Old wounds, past traumas, unresolved stories – still echoing below the surface.
When something brushes against those hidden sore spots, it can feel like a direct hit…even when it’s not.
Not every sting is an attack. Sometimes it’s a buried landmine we didn’t realize was still active.
- A childhood wound.
- An old betrayal.
- An unresolved memory or misunderstood experience.
- A past trauma.
So what do we do when words stir us? We view it as an invitation – to become vulnerable. To open up and reveal the hidden truths of weight we carry. To finally lay down the baggage that’s been pressing on us for far too long.
We pause.
We reflect.
Then we ask ourselves the hard – but freeing – question:
“Is this really about them…or is this something me?”
When we assume offense without checking our own hearts, we risk turning safe relationships toxic.
So how do we avoid this?
By reflecting. By mirroring.
Too often, we punish the messenger when the real issue is inside – our own need to heal. It’s our own pain, not their words, that needs the gentle peeling back of the veil…
The raw swirl of our flesh reactions, our unspoken fears, our buried emotions. As we soften, we gently shift into self- examination without shame.
It’s rarely done – and yet, it is infinitely powerful.
These old scars – this emotional baggage – become the lens we use to weigh every interaction…every conversation…every new experience. Often misleading just how pure those relationships truly are. We bristle, and more often than not, we never address the assumption at all. We walk away with a chip on our shoulder – fully loaded – having completely misjudged someone who’s left blindsided by our sudden change in tone, demeanor, or energy.
I try to ask myself when emotionally stirred by ones words….is this just my old sugar tree of baggage being shaken – or is healing being invited?

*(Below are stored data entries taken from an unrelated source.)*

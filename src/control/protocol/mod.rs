//! Control protocol for the CLI's stdin
//!
//! The session writes two kinds of lines to a turn's stdin: the single user
//! message that opens the turn, and `control_response` answers to the CLI's
//! `can_use_tool` permission prompts.
//!
//! # Example: Encoding a user message
//!
//! ```rust
//! use kodegen_claude_session::control::protocol::{encode, user_message};
//!
//! # fn example() -> Result<(), Box<dyn std::error::Error>> {
//! let line = encode(&user_message("hello"))?;
//! assert!(line.ends_with('\n'));
//!
//! let value: serde_json::Value = serde_json::from_str(line.trim())?;
//! assert_eq!(
//!     value,
//!     serde_json::json!({"type":"user","message":{"role":"user","content":"hello"}})
//! );
//! # Ok(())
//! # }
//! ```
//!
//! # Example: Denying a tool use
//!
//! ```rust
//! use kodegen_claude_session::control::protocol::{deny, encode};
//! use kodegen_claude_session::PendingPermission;
//!
//! # fn example() -> Result<(), Box<dyn std::error::Error>> {
//! let pending = PendingPermission {
//!     request_id: "req-1".into(),
//!     tool_name: "Bash".into(),
//!     tool_use_id: Some("toolu_1".into()),
//!     input: serde_json::json!({"command": "rm -rf /"}),
//! };
//! let line = encode(&deny(&pending, "not allowed"))?;
//! assert!(line.contains(r#""behavior":"deny""#));
//! # Ok(())
//! # }
//! ```

mod codec;
mod messages;

// Re-export public types
pub use codec::{allow, deny, encode, unsupported, user_message};
pub use messages::{ControlResponse, OutgoingMessage, PermissionDecision, UserMessage};
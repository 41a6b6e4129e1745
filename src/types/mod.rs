//! Type definitions for the Claude session controller
//!
//! This module contains all the type definitions used throughout the crate,
//! organized into logical submodules:
//!
//! - [`identifiers`] - Type-safe ID wrappers (`SessionId`, `ToolName`, `RequestId`, `ToolUseId`)
//! - [`messages`] - Typed protocol messages and content blocks
//! - [`permissions`] - The pending permission request
//! - [`state`] - Session states and cumulative statistics
//! - [`events`] - Outbound notifications
//! - [`options`] - Session configuration

pub mod events;
pub mod identifiers;
pub mod messages;
pub mod options;
pub mod permissions;
pub mod state;

// Re-export commonly used types
pub use events::{DiagnosticLevel, EventDispatcher, SessionEvent, TurnSummary};
pub use identifiers::{RequestId, SessionId, ToolName, ToolUseId};
pub use messages::{BlockKind, ContentBlock, Message, ResultMessage, ToolUse, Usage};
pub use options::{SessionOptions, SessionOptionsBuilder};
pub use permissions::PendingPermission;
pub use state::{SessionState, SessionStats};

Lord knows – I have carried a lot of baggage in 58 years of life -believing all the while it was properly channeled, only to find out later… it wasn’t. That emotional toxicity can – and will – resurface. It rears its ugly erosion decades later… and always when you least expect it. I’ve sabotaged myself with it more times than I’d like to admit, and I know I can’t be the only one.
Do you have unseen baggage weighing in on your relationships today?
Maybe it’s time to pause, reflect, and self-examine – without shame -and begin to unpack.
Choose to heal, instead of assuming or defending. If your flesh starts rearing up, quickly identify it and crucify it – before it binds you. Before it anchors you to its collateral emotional damage. A hidden tension that spills into innocent conversations creates shortness, distrust, and ill tones with others. Studies prove that an unhealed offense never stays small. It spreads. Quietly. Slowly. We don’t grow by guarding our bruises -but by gently uncovering them, and letting grace do what only it can.
Sometimes the pain isn’t in the words spoken, but in the place they land. Before you blame the messenger, ask if the bruise was already there.
Sometimes, it takes vulnerability. It’s uncomfortable. It’s messy and that’s okay. Allowing it to hang around your neck, like a noose – further affecting your life, those you love, your future – is far from okay.
Do the work. Identify it. Acknowledge it. Crucify it with truth. Release from it and grow.
When you feel poked – pause. Self examine. Dig deep. Choose to unpack that baggage and heal. No one…and I mean NO ONE…is going to do the work for you. Healing isn’t passive – it’s a pursuit.
If this reflection spoke to your spirit consider sharing it with someone who may be quietly wrestling with misunderstood moments.
Let’s heal forward – together.
And remember:
“Everything that irritates us about others can lead us to an understanding of ourselves.” – Carl Jung
May grace meet you in the hard places,
and may healing find you in the pause.
Keep choosing grace. Keep doing the heart-work.